PROBLEM REQUIREMENTS:
Below are some records; reproduce them exactly.

Stored records
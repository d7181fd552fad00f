use serde::{Deserialize, Serialize};
use sg_common::Price;
use thiserror::Error;

#[derive(Debug, Clone, Error, PartialEq, Eq)]
pub enum FulfillmentError {
    /// The provider answered, and refused the request. The message is the provider's own text.
    #[error("{0}")]
    Rejected(String),
    #[error("The provider could not be reached. {0}")]
    Unavailable(String),
    #[error("The provider sent a response we could not understand. {0}")]
    InvalidResponse(String),
}

/// A service as offered by the provider, before the local markup is applied.
#[derive(Debug, Clone, PartialEq, Serialize, Deserialize)]
pub struct ProviderServiceInfo {
    pub service: i64,
    pub name: String,
    pub service_type: String,
    pub category: String,
    /// Price per 1000 units
    pub rate: Price,
    pub min: i64,
    pub max: i64,
    pub dripfeed: bool,
    pub refill: bool,
    pub cancel: bool,
}

#[derive(Debug, Clone, PartialEq, Eq, Serialize, Deserialize)]
pub struct FulfillmentRequest {
    pub service: String,
    pub link: String,
    pub quantity: i64,
}

#[derive(Debug, Clone, PartialEq, Eq, Serialize, Deserialize)]
pub struct FulfillmentReceipt {
    pub provider_order_id: String,
    pub charge: Option<Price>,
    pub currency: Option<String>,
}

#[derive(Debug, Clone, PartialEq, Eq, Serialize, Deserialize)]
pub struct ProviderOrderStatus {
    /// The provider's raw status string, e.g. `"In progress"`.
    pub status: String,
    pub remains: Option<i64>,
    pub start_count: Option<i64>,
    pub charge: Option<Price>,
    pub currency: Option<String>,
}

#[derive(Debug, Clone, PartialEq, Eq, Serialize, Deserialize)]
pub struct ProviderBalance {
    pub balance: Price,
    pub currency: String,
}

/// The upstream panel that delivers orders.
///
/// Implementations are expected to handle transport concerns (timeouts, retries) themselves. Errors returned here are
/// final.
#[allow(async_fn_in_trait)]
pub trait FulfillmentProvider: Clone {
    /// The name recorded in `provider_name` for orders sent to this provider.
    fn provider_name(&self) -> &'static str;

    async fn fetch_services(&self) -> Result<Vec<ProviderServiceInfo>, FulfillmentError>;

    /// Submits an order. This call is not idempotent; a success means the provider is now delivering.
    async fn create_order(&self, request: &FulfillmentRequest) -> Result<FulfillmentReceipt, FulfillmentError>;

    async fn get_order_status(&self, provider_order_id: &str) -> Result<ProviderOrderStatus, FulfillmentError>;

    async fn get_balance(&self) -> Result<ProviderBalance, FulfillmentError>;
}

ANSWER TO THE PROBLEM:
repository d7181fd552fad00f
use serde::{Deserialize, Serialize};
use sg_common::Price;
use thiserror::Error;

#[derive(Debug, Clone, Error, PartialEq, Eq)]
pub enum FulfillmentError {
    /// The provider answered, and refused the request. The message is the provider's own text.
    #[error("{0}")]
    Rejected(String),
    #[error("The provider could not be reached. {0}")]
    Unavailable(String),
    #[error("The provider sent a response we could not understand. {0}")]
    InvalidResponse(String),
}

/// A service as offered by the provider, before the local markup is applied.
#[derive(Debug, Clone, PartialEq, Serialize, Deserialize)]
pub struct ProviderServiceInfo {
    pub service: i64,
    pub name: String,
    pub service_type: String,
    pub category: String,
    /// Price per 1000 units
    pub rate: Price,
    pub min: i64,
    pub max: i64,
    pub dripfeed: bool,
    pub refill: bool,
    pub cancel: bool,
}

#[derive(Debug, Clone, PartialEq, Eq, Serialize, Deserialize)]
pub struct FulfillmentRequest {
    pub service: String,
    pub link: String,
    pub quantity: i64,
}

#[derive(Debug, Clone, PartialEq, Eq, Serialize, Deserialize)]
pub struct FulfillmentReceipt {
    pub provider_order_id: String,
    pub charge: Option<Price>,
    pub currency: Option<String>,
}

#[derive(Debug, Clone, PartialEq, Eq, Serialize, Deserialize)]
pub struct ProviderOrderStatus {
    /// The provider's raw status string, e.g. `"In progress"`.
    pub status: String,
    pub remains: Option<i64>,
    pub start_count: Option<i64>,
    pub charge: Option<Price>,
    pub currency: Option<String>,
}

#[derive(Debug, Clone, PartialEq, Eq, Serialize, Deserialize)]
pub struct ProviderBalance {
    pub balance: Price,
    pub currency: String,
}

/// The upstream panel that delivers orders.
///
/// Implementations are expected to handle transport concerns (timeouts, retries) themselves. Errors returned here are
/// final.
#[allow(async_fn_in_trait)]
pub trait FulfillmentProvider: Clone {
    /// The name recorded in `provider_name` for orders sent to this provider.
    fn provider_name(&self) -> &'static str;

    async fn fetch_services(&self) -> Result<Vec<ProviderServiceInfo>, FulfillmentError>;

    /// Submits an order. This call is not idempotent; a success means the provider is now delivering.
    async fn create_order(&self, request: &FulfillmentRequest) -> Result<FulfillmentReceipt, FulfillmentError>;

    async fn get_order_status(&self, provider_order_id: &str) -> Result<ProviderOrderStatus, FulfillmentError>;

    async fn get_balance(&self) -> Result<ProviderBalance, FulfillmentError>;
}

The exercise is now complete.